Pode-se dizer que ela começa em:
– Tony Soprano, o mafioso que mata e manda matar em Família Soprano.
Passa por:
– Nucky Thompson, prefeito e chefe do crime organizado na Atlantic City dos anos 20, em Boardwalk Empire.
E chega a:
– Walter White, um pacato professor de química que resolve fabricar e traficar drogas para deixar dinheiro para família, assim que se descobre com uma doença terminal, em Breaking Bad.
O que eles têm em comum? O fato de estarem na meia-idade e numa crise em que precisam dar a última guinada na vida, antes que seja tarde.
Maduros e insatisfeitos, têm pleno domínio do que é preciso ser feito, mesmo sendo errado, e não temem correr riscos ou têm até certo prazer neles. E como todo mafioso que se preza, fazem o que pode para garantir a paz e o futuro da família.
Num ótimo artigo sobre eles para a revista Época, Danilo Venticinque lista outros quatro com a mesma pegada e diferentes graus de maldade:
– Gregory House, o médico irascível e viciado em drogas de House, que não vê muito sentido no trabalho de salvar vidas;
– Dexter Morgan, o investigador policial de Dexter, que mata em série assassinos não alcançados pela Justiça;
– Rick Grimes, o xerife de Walking Dead que vai perdendo a humanidade à medida que lidera um grupo de sobreviventes a uma epidemia de zumbis; e
– Don Draper, o publicitário brilhante de Mad Men, mulherengo e autoritário, de ar entediado e uma preguiça enorme com tudo.

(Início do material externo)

//! Rep Fitness page layouts

use super::html::{
    class_text, elements_by_tag, elements_with_class, first_with_id, joined_text, text_within,
};
use super::raw_item;
use std::sync::Arc;
use stock_common::{Product, RawItem};

/// Rows of the grouped product table. Rows without their own stock label
/// inherit the page-level availability.
pub(super) fn multi(product: &Arc<Product>, page: &str) -> Vec<RawItem> {
    let Some(table) = first_with_id(page, "super-product-table") else {
        log::warn!("No product table found on page for {}", product.name);
        return Vec::new();
    };
    let page_availability = text_within(page, "availability", "span");

    elements_by_tag(table.inner, "tr")
        .into_iter()
        .map(|row| {
            let mut availability = class_text(row.inner, "qty-container");
            if availability.is_empty() {
                availability = page_availability.clone();
            }
            raw_item(
                product,
                class_text(row.inner, "product-item-name"),
                class_text(row.inner, "price"),
                availability,
            )
        })
        .collect()
}

/// A single-item page named after the product
pub(super) fn single(product: &Arc<Product>, page: &str) -> Vec<RawItem> {
    let price = joined_text(
        elements_with_class(page, "price-to")
            .into_iter()
            .flat_map(|el| elements_with_class(el.inner, "price")),
    );

    vec![raw_item(
        product,
        product.name.clone(),
        price,
        text_within(page, "product-info-stock-sku", "span"),
    )]
}
//! Errors raised while producing observations (page fetch and extraction).

use thiserror::Error;

#[derive(Debug, Error)]
pub enum FetchError {
    /// HTTP request failed (network error, timeout, etc.)
    #[error("Network error: {0}")]
    Network(#[from] reqwest::Error),

    /// HTTP error status code
    #[error("HTTP error {status} for {url}")]
    HttpStatus {
        url: String,
        status: reqwest::StatusCode,
    },

    /// Failed to parse an embedded JSON blob
    #[error("Parse error: {0}")]
    Parse(#[from] serde_json::Error),

    /// Reading or writing a fixture page failed
    #[error("I/O error: {0}")]
    Io(#[from] std::io::Error),

    /// The page did not have the structure the vendor layout expects
    #[error("Extraction failed for {product}: {reason}")]
    Extraction { product: String, reason: String },

    /// A concurrent fetch task panicked or was cancelled
    #[error("Fetch task failed: {0}")]
    Task(String),
}

pub type FetchResult<T> = Result<T, FetchError>;

#[cfg(test)]
mod tests {
    use super::*;

    #[test]
    fn extraction_error_names_product() {
        let err = FetchError::Extraction {
            product: "Rogue Fleck Plates".to_string(),
            reason: "missing swatch data".to_string(),
        };
        assert_eq!(
            err.to_string(),
            "Extraction failed for Rogue Fleck Plates: missing swatch data"
        );
    }

    #[test]
    fn io_error_converts() {
        let io = std::io::Error::new(std::io::ErrorKind::NotFound, "gone");
        let err: FetchError = io.into();
        assert!(matches!(err, FetchError::Io(_)));
        assert!(err.to_string().starts_with("I/O error"));
    }
}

Também em comum têm o fato de que são amados pelos telespectadores. E entender por quê é a razão do artigo de Venticiquine.

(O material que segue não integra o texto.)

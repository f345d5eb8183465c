//! Timeline analyzer
//!
//! Rebuilds the alternating in-stock/out-of-stock timeline of one entity from
//! its change log and derives time-in-state totals, averages and a linear
//! guess at when the current state will flip.
//!
//! Every gap between two consecutive rows belongs to the state of the
//! *earlier* row: a transition row starts its own state and ends the previous
//! one. The still-open interval from the last row up to `now` is attributed
//! to the last row's state, so in-stock time plus out-of-stock time always
//! equals `now - since`.

use crate::error::{Result, TrackerError};
use crate::store::StockLogStore;
use chrono::{DateTime, Utc};
use serde::Serialize;
use stock_common::{EntityId, StockLogRow};

/// Availability statistics for one entity
#[derive(Debug, Clone, PartialEq, Eq, Serialize)]
pub struct TimelineReport {
    pub entity_id: EntityId,
    /// Timestamp of the earliest row
    pub since: DateTime<Utc>,
    /// State of the latest row, presumed to hold until now
    pub current_state: bool,
    /// When the current state started
    pub current_since: DateTime<Utc>,
    pub last_transition_into_in_stock: Option<DateTime<Utc>>,
    pub last_transition_into_out_of_stock: Option<DateTime<Utc>>,
    /// Rows after the first that flipped into in-stock
    pub transitions_to_in_stock: u32,
    /// Rows after the first that flipped into out-of-stock
    pub transitions_to_out_of_stock: u32,
    pub total_seconds_in_stock: i64,
    pub total_seconds_out_of_stock: i64,
    /// Length of the still-open current interval
    pub tail_seconds: i64,
    /// `None` when there was never a transition into in-stock
    pub avg_seconds_in_stock: Option<i64>,
    /// `None` when there was never a transition into out-of-stock
    pub avg_seconds_out_of_stock: Option<i64>,
    /// Seconds until the current state is expected to flip; negative when overdue.
    /// `None` when the current state's average is undefined.
    pub predicted_next_transition_in: Option<i64>,
}

impl TimelineReport {
    /// Total seconds covered by the report
    pub fn observed_seconds(&self) -> i64 {
        self.total_seconds_in_stock + self.total_seconds_out_of_stock
    }
}

fn average(total: i64, count: u32) -> Option<i64> {
    if count == 0 {
        None
    } else {
        Some(total / i64::from(count))
    }
}

/// Analyze one entity's rows, which must be oldest first.
///
/// Fails with `EmptyHistory` for no rows and `NonMonotonicLog` when a row (or
/// `now`) is earlier than the row before it.
pub fn analyze(
    entity_id: &EntityId,
    rows: &[StockLogRow],
    now: DateTime<Utc>,
) -> Result<TimelineReport> {
    let (first, last) = match (rows.first(), rows.last()) {
        (Some(first), Some(last)) => (first, last),
        _ => return Err(TrackerError::EmptyHistory(entity_id.clone())),
    };

    let mut seconds_in = 0i64;
    let mut seconds_out = 0i64;
    let mut to_in = 0u32;
    let mut to_out = 0u32;
    let mut last_in = None;
    let mut last_out = None;

    let mut attribute = |in_stock: bool, secs: i64| {
        if in_stock {
            seconds_in += secs;
        } else {
            seconds_out += secs;
        }
    };

    for (index, pair) in rows.windows(2).enumerate() {
        let (prev, curr) = (&pair[0], &pair[1]);
        if curr.recorded_at < prev.recorded_at {
            return Err(TrackerError::NonMonotonicLog {
                entity: entity_id.clone(),
                index: index + 1,
                previous: prev.recorded_at,
                current: curr.recorded_at,
            });
        }

        attribute(prev.in_stock, (curr.recorded_at - prev.recorded_at).num_seconds());

        if curr.in_stock {
            to_in += 1;
        } else {
            to_out += 1;
        }
    }

    for row in rows {
        if row.in_stock {
            last_in = Some(row.recorded_at);
        } else {
            last_out = Some(row.recorded_at);
        }
    }

    if now < last.recorded_at {
        return Err(TrackerError::NonMonotonicLog {
            entity: entity_id.clone(),
            index: rows.len(),
            previous: last.recorded_at,
            current: now,
        });
    }
    let tail = (now - last.recorded_at).num_seconds();
    attribute(last.in_stock, tail);

    let avg_in = average(seconds_in, to_in);
    let avg_out = average(seconds_out, to_out);
    let current_avg = if last.in_stock { avg_in } else { avg_out };

    Ok(TimelineReport {
        entity_id: entity_id.clone(),
        since: first.recorded_at,
        current_state: last.in_stock,
        current_since: last.recorded_at,
        last_transition_into_in_stock: last_in,
        last_transition_into_out_of_stock: last_out,
        transitions_to_in_stock: to_in,
        transitions_to_out_of_stock: to_out,
        total_seconds_in_stock: seconds_in,
        total_seconds_out_of_stock: seconds_out,
        tail_seconds: tail,
        avg_seconds_in_stock: avg_in,
        avg_seconds_out_of_stock: avg_out,
        predicted_next_transition_in: current_avg.map(|avg| avg - tail),
    })
}

/// Load an entity's rows from the store and analyze them
pub fn analyze_entity<S>(store: &S, entity_id: &EntityId, now: DateTime<Utc>) -> Result<TimelineReport>
where
    S: StockLogStore + ?Sized,
{
    let rows = store.all_rows_for_entity(entity_id)?;
    log::debug!("Analyzing {} rows for {}", rows.len(), entity_id);
    analyze(entity_id, &rows, now)
}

Inebriado pelos 54 episódios de Breaking Bad, que consumiu numa enfiada, ele só deu pause para para trabalhar, comer e ir ao banheiro, num tipo de vício que vem se tornando cada vez mais comum depois da possibilidade de se ver tudo de uma vez nos sites de filmes sob demanda, como o Netflix.
Por quê? Ele alinha três dos principais motivos:
– a necessidade humana inconsciente de largar tudo e fazer algo errado em algum ponto da vida;
– a extraordinária qualidade técnica dos seriados, pequenas obras-primas elaboradas sem pressa, resultado do investimento pesado das redes de TV a cabo como a HBO, que não dependem de anúncios;
– a excelente qualidade dos roteiros, resultado da atração para a TV da nata dos roteiristas de Hollywood, sufocados pela imposição de agradar ao público multifacetado do cinema, segundo regras de marketing.
Mas, o determinante mesmo, como ele conclui, é a feliz oportunidade de se dar a veteranos roteiristas a oportunidade de exorcizar, eles mesmos, suas crises de meia-idade.
A história da maioria dos roteiristas das grandes séries é de sujeitos frustrados pelas regras comerciais dos estúdios de produção em massa, ambiciosos por fazer alguma coisa fora dos padrões no melhor ponto de suas vidas, produzir obras autorais e emprestar o melhor de suas frustrações na consolidação lenta de seus grandes personagens.
Visto assim, não é que sejam maus. São humanos e mexem com que o que de há mais fundo e imutável na raça.
Que a presidente da República entenda isso com Frank Underwood. E quem pretende escrever boas histórias mire na ideia de que, antes de serem bons ou maus, personagens e seus roteiristas têm que ter grandes motivos.